▶ WHAT IS NEEDED
Locate the line that contains "#[async_trait]". Copy it and every following line through the end of the records, exactly, and include nothing else.

===== RECORDED INFORMATION

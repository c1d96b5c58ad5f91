//! Render engine seam and queryable document abstraction
//!
//! The core never talks to the network directly; it asks a [`Renderer`]
//! for the content behind a URL and queries the result through a
//! [`DocumentView`]. The default engine is a plain HTTP fetcher; a JS
//! rendering engine can be swapped in behind the same trait.

mod document;
mod http;

pub use document::DocumentView;
pub use http::{build_http_client, HttpRenderer};

use async_trait::async_trait;
use thiserror::Error;

/// Errors surfaced by a render engine
#[derive(Debug, Error)]
pub enum RenderError {
    #[error("HTTP {status} for {url}")]
    HttpStatus { url: String, status: u16 },

    #[error("Request timeout for {url}")]
    Timeout { url: String },

    #[error("Network error for {url}: {message}")]
    Network { url: String, message: String },

    #[error("Render engine error: {0}")]
    Engine(String),
}

/// A collaborator that navigates to a URL and yields its content
///
/// Implementations own all browser/client lifecycle concerns. The core
/// only ever asks for one page at a time.
#[async_trait]
pub trait Renderer {
    async fn render(&self, url: &str) -> Result<String, RenderError>;
}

==========

▶ EXPECTED OUTPUT
#[async_trait]
pub trait Renderer {
    async fn render(&self, url: &str) -> Result<String, RenderError>;
}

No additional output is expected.